Crítica de cine: “La piel de Venus”, apariciones en una noche perversa

El último filme del director polaco Roman Polanski, puede tener varias lecturas artísticas: la adaptación de una obra de teatro, la de una pieza audiovisual que cita y referencia a otros títulos pictóricos y literarios, o bien, la excusa para reunir arriba de un escenario a dos buenos actores franceses -como lo son Emmanuelle Seigner y Mathieu Amalric-, a fin de dramatizar las obsesiones temáticas de su realizador: el inefable campo psicológico y sexual, donde se formarían los vínculos entre los hombres y las mujeres.


“Nuestros gustos no tenían absolutamente nada en común. Tanto por el carácter como por las tendencias, éramos absolutamente diferentes; y sin embargo, había en nuestra amistad una espontaneidad tan mágica, que sentíamos en ella una promesa”.

Lawrence Durrell, en Justine

Roman Polanski (1933), es un nombre propio y que no necesita demasiada presentación, dentro de la filmografía de la segunda mitad del siglo XX. En efecto, películas suyas como Repulsión (1965), Chinatown (1974), Perversa luna de hiel (1992), o El pianista (2002), se encuentran en cualquier lista de grandes filmes contemporáneos, que se precie de tal.
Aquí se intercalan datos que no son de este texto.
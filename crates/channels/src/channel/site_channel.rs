use crate::channel::default::DEFAULT_UA;
use crate::channel::settings::ChannelSettings;
use crate::media::MediaItem;

use super::error::ChannelError;
use async_trait::async_trait;
use reqwest::header::{HeaderMap, HeaderName, HeaderValue};
use reqwest::{Client, Method, RequestBuilder};
use rustc_hash::FxHashMap;
use serde::Serialize;
use std::str::FromStr;
use tracing::{debug, warn};

/// Static description of a channel.
#[derive(Debug, Clone, Serialize)]
pub struct ChannelInfo {
    // code of the channel, e.g. "svt", "oppetarkiv"
    pub code: String,
    // display name, e.g. "SVT Play"
    pub name: String,
    pub description: String,
    // ISO 639-1 language of the content
    pub language: String,
    pub icon: Option<String>,
}

impl ChannelInfo {
    pub fn new<S1: Into<String>, S2: Into<String>, S3: Into<String>, S4: Into<String>>(
        code: S1,
        name: S2,
        description: S3,
        language: S4,
    ) -> Self {
        Self {
            code: code.into(),
            name: name.into(),
            description: description.into(),
            language: language.into(),
            icon: None,
        }
    }
}

/// Shared plumbing of every channel: http client, headers, cookies and
/// the user settings.
///
/// Each channel instance keeps its own header set and cookie store, so
/// session state of one site never leaks into another.
///
/// # Example Usage
///
/// ```rust,no_run
/// # async fn demo() -> Result<(), channels_parser::channel::error::ChannelError> {
/// use channels_parser::channel::{
///     default_client,
///     settings::ChannelSettings,
///     site_channel::{ChannelBase, ChannelInfo},
/// };
///
/// let info = ChannelInfo::new("svt", "SVT Play", "Swedish public television", "sv");
/// let mut base = ChannelBase::new(info, default_client()?, ChannelSettings::default());
/// base.set_cookies_from_string("consent=1; lang=sv");
///
/// let html = base.get_text("https://www.svtplay.se/").await?;
/// # let _ = html;
/// # Ok(())
/// # }
/// ```
#[derive(Debug, Clone)]
pub struct ChannelBase {
    pub info: ChannelInfo,
    // The reqwest client
    pub client: Client,
    pub settings: ChannelSettings,
    // channel-specific headers
    channel_headers: HeaderMap,
    pub cookies: FxHashMap<String, String>,
}

impl ChannelBase {
    pub fn new(info: ChannelInfo, client: Client, settings: ChannelSettings) -> Self {
        let mut default_headers = HeaderMap::new();
        default_headers.insert(
            reqwest::header::USER_AGENT,
            HeaderValue::from_static(DEFAULT_UA),
        );
        default_headers.insert(
            reqwest::header::ACCEPT,
            HeaderValue::from_static(
                "text/html,application/xhtml+xml,application/json,application/xml;q=0.9,*/*;q=0.8",
            ),
        );
        default_headers.insert(
            reqwest::header::ACCEPT_ENCODING,
            HeaderValue::from_static("gzip, deflate"),
        );

        Self {
            info,
            client,
            settings,
            channel_headers: default_headers,
            cookies: FxHashMap::default(),
        }
    }

    /// Adds a header to every request of this channel. Invalid names or
    /// values are logged and ignored.
    pub fn add_header<K: AsRef<str>, V: AsRef<str>>(&mut self, key: K, value: V) {
        match (
            HeaderName::from_str(key.as_ref()),
            HeaderValue::from_str(value.as_ref()),
        ) {
            (Ok(name), Ok(value)) => {
                self.channel_headers.insert(name, value);
            }
            _ => warn!("Ignoring invalid header: {}", key.as_ref()),
        }
    }

    /// Set cookies from a cookie string (format: "name1=value1; name2=value2").
    pub fn set_cookies_from_string(&mut self, cookie_string: &str) {
        for cookie in cookie_string.split(';') {
            let cookie = cookie.trim();
            if let Some((name, value)) = cookie.split_once('=') {
                self.cookies
                    .insert(name.trim().to_string(), value.trim().to_string());
            }
        }
    }

    fn build_cookie_header(&self) -> Option<String> {
        if self.cookies.is_empty() {
            return None;
        }

        let cookie_string = self
            .cookies
            .iter()
            .map(|(name, value)| format!("{name}={value}"))
            .collect::<Vec<_>>()
            .join("; ");

        Some(cookie_string)
    }

    pub fn get(&self, url: &str) -> RequestBuilder {
        self.request(Method::GET, url)
    }

    /// Create an HTTP request with the channel headers and stored cookies.
    pub fn request(&self, method: Method, url: &str) -> RequestBuilder {
        let mut request = self
            .client
            .request(method, url)
            .headers(self.channel_headers.clone());

        if let Some(value) = self
            .build_cookie_header()
            .and_then(|header| HeaderValue::from_str(&header).ok())
        {
            request = request.header(reqwest::header::COOKIE, value);
        }
        request
    }

    /// Fetches `url` and returns the body as text.
    pub async fn get_text(&self, url: &str) -> Result<String, ChannelError> {
        debug!("Opening {}", url);
        let response = self.get(url).send().await?.error_for_status()?;
        Ok(response.text().await?)
    }

    /// Fetches `url` and parses the body as JSON.
    pub async fn get_json(&self, url: &str) -> Result<serde_json::Value, ChannelError> {
        let body = self.get_text(url).await?;
        Ok(serde_json::from_str(&body)?)
    }

    pub fn get_channel_headers(&self) -> &HeaderMap {
        &self.channel_headers
    }
}

/// A content site plugin, as seen by its host.
#[async_trait]
pub trait SiteChannel: Send + Sync {
    fn base(&self) -> &ChannelBase;

    fn info(&self) -> &ChannelInfo {
        &self.base().info
    }

    /// Url, or `#pseudo` url, of the first listing.
    fn main_list_uri(&self) -> &str;

    /// Lists the content of `parent`, or the main list when `parent` is `None`.
    async fn process_folder_list(
        &self,
        parent: Option<&MediaItem>,
    ) -> Result<Vec<MediaItem>, ChannelError>;

    /// Resolves the streams of an incomplete item.
    async fn process_video_item(&self, item: MediaItem) -> Result<MediaItem, ChannelError>;

    async fn search_site(&self, needle: &str) -> Result<Vec<MediaItem>, ChannelError> {
        debug!(
            "Channel {} does not support searching for '{}'",
            self.info().code,
            needle
        );
        Ok(vec![])
    }

    /// Wraps a bare page url into an item this channel can update.
    fn create_item_for_url(&self, url: &str) -> MediaItem {
        MediaItem::video(url, url)
    }
}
El estreno más reciente de su larga trayectoria –atrasado nos llega a Chile, sin embargo-, lo constituye La piel de Venus (La Vénus à la fourrure, 2013), cinta que ahora comentamos.
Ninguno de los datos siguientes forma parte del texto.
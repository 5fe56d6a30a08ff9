mod builder;

pub use builder::*;
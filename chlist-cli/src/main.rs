mod cli;
mod commands;
mod config;
mod error;
mod output;

use crate::{
    cli::{Args, Commands},
    commands::CommandExecutor,
    config::AppConfig,
    error::Result,
};
use clap::Parser;
#[cfg(feature = "colored-output")]
use colored::*;
use std::process;
use tracing::{Level, debug, error};
use tracing_subscriber::{filter::EnvFilter, fmt, prelude::*};

#[tokio::main]
async fn main() {
    let result = run().await;

    if let Err(e) = result {
        error!("Application error: {}", e);
        #[cfg(feature = "colored-output")]
        {
            eprintln!("{} {}", "Error:".red().bold(), e);
        }
        #[cfg(not(feature = "colored-output"))]
        {
            eprintln!("Error: {}", e);
        }
        process::exit(1);
    }
}

async fn run() -> Result<()> {
    let args = Args::parse();

    init_logging(args.verbose, args.quiet)?;

    // Config subcommands must work even when the stored config is broken
    if let Commands::Config { show, reset } = &args.command {
        if *reset {
            AppConfig::reset(args.config.as_deref())?;
            println!("✓ Configuration reset to defaults");
        } else if *show {
            let config = AppConfig::load(args.config.as_deref())?;
            println!("{}", config.show()?);
        } else {
            println!("Use --show to display current configuration or --reset to reset to defaults");
        }
        return Ok(());
    }

    if let Commands::Completions { shell } = &args.command {
        use clap::CommandFactory;
        use clap_complete::generate;

        let mut cmd = Args::command();
        let bin_name = cmd.get_name().to_string();
        generate(*shell, &mut cmd, bin_name, &mut std::io::stdout());
        return Ok(());
    }

    let config = AppConfig::load(args.config.as_deref())?;
    debug!("Starting chlist with config: {:?}", config);

    let timeout = config.timeout(args.timeout);
    let retries = config.retries(args.retries);
    let default_output = config.output;
    let proxy = config
        .proxy
        .resolve(args.proxy, args.proxy_username, args.proxy_password);
    let executor = CommandExecutor::new(config, proxy, args.adaptive)?;

    match args.command {
        Commands::List {
            channel,
            path,
            url,
            output,
            output_file,
        } => {
            executor
                .list_folder(
                    &channel,
                    path.as_deref(),
                    url.as_deref(),
                    output.unwrap_or(default_output),
                    output_file.as_deref(),
                    timeout,
                )
                .await?;
        }

        Commands::Search {
            channel,
            query,
            output,
            output_file,
        } => {
            executor
                .search(
                    &channel,
                    &query,
                    output.unwrap_or(default_output),
                    output_file.as_deref(),
                    timeout,
                )
                .await?;
        }

        Commands::Resolve {
            url,
            channel,
            cookies,
            output,
            output_file,
            quality,
            format,
            auto_select,
        } => {
            executor
                .resolve(
                    &url,
                    channel.as_deref(),
                    cookies.as_deref(),
                    output_file.as_deref(),
                    quality.as_deref(),
                    format.as_deref(),
                    auto_select,
                    output.unwrap_or(default_output),
                    timeout,
                    retries,
                )
                .await?;
        }

        Commands::Channels { detailed, output } => {
            executor
                .list_channels(detailed, &output.unwrap_or(default_output))
                .await?;
        }

        Commands::Completions { .. } | Commands::Config { .. } => {}
    }

    Ok(())
}

fn init_logging(verbose: bool, quiet: bool) -> Result<()> {
    let filter = if quiet {
        EnvFilter::new("error")
    } else if verbose {
        EnvFilter::new("debug")
    } else {
        EnvFilter::from_default_env().add_directive(Level::INFO.into())
    };

    tracing_subscriber::registry()
        .with(
            fmt::layer()
                .with_writer(std::io::stderr)
                .with_target(false)
                .with_level(verbose),
        )
        .with(filter)
        .init();

    Ok(())
}
//! Channel parsers for media-browsing front-ends.
//!
//! A channel turns the pages and APIs of one content site into
//! [`media::MediaItem`] listings and resolves playable streams on demand.
//! Channels are created through [`channel::factory::ChannelFactory`].

pub mod channel;
pub mod media;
Protagonizada por los actores galos Emmanuelle Seigner (esposa del autor) y Mathieu Amalric, el crédito mencionado deviene en una adaptación de la obra teatral del dramaturgo norteamericano David Ives, quien, a su vez, se inspiró en su personal proceso de escritura, en las páginas de la famosa novela homónima del narrador austríaco, Leopold von Sacher-Masoch (1836-1895).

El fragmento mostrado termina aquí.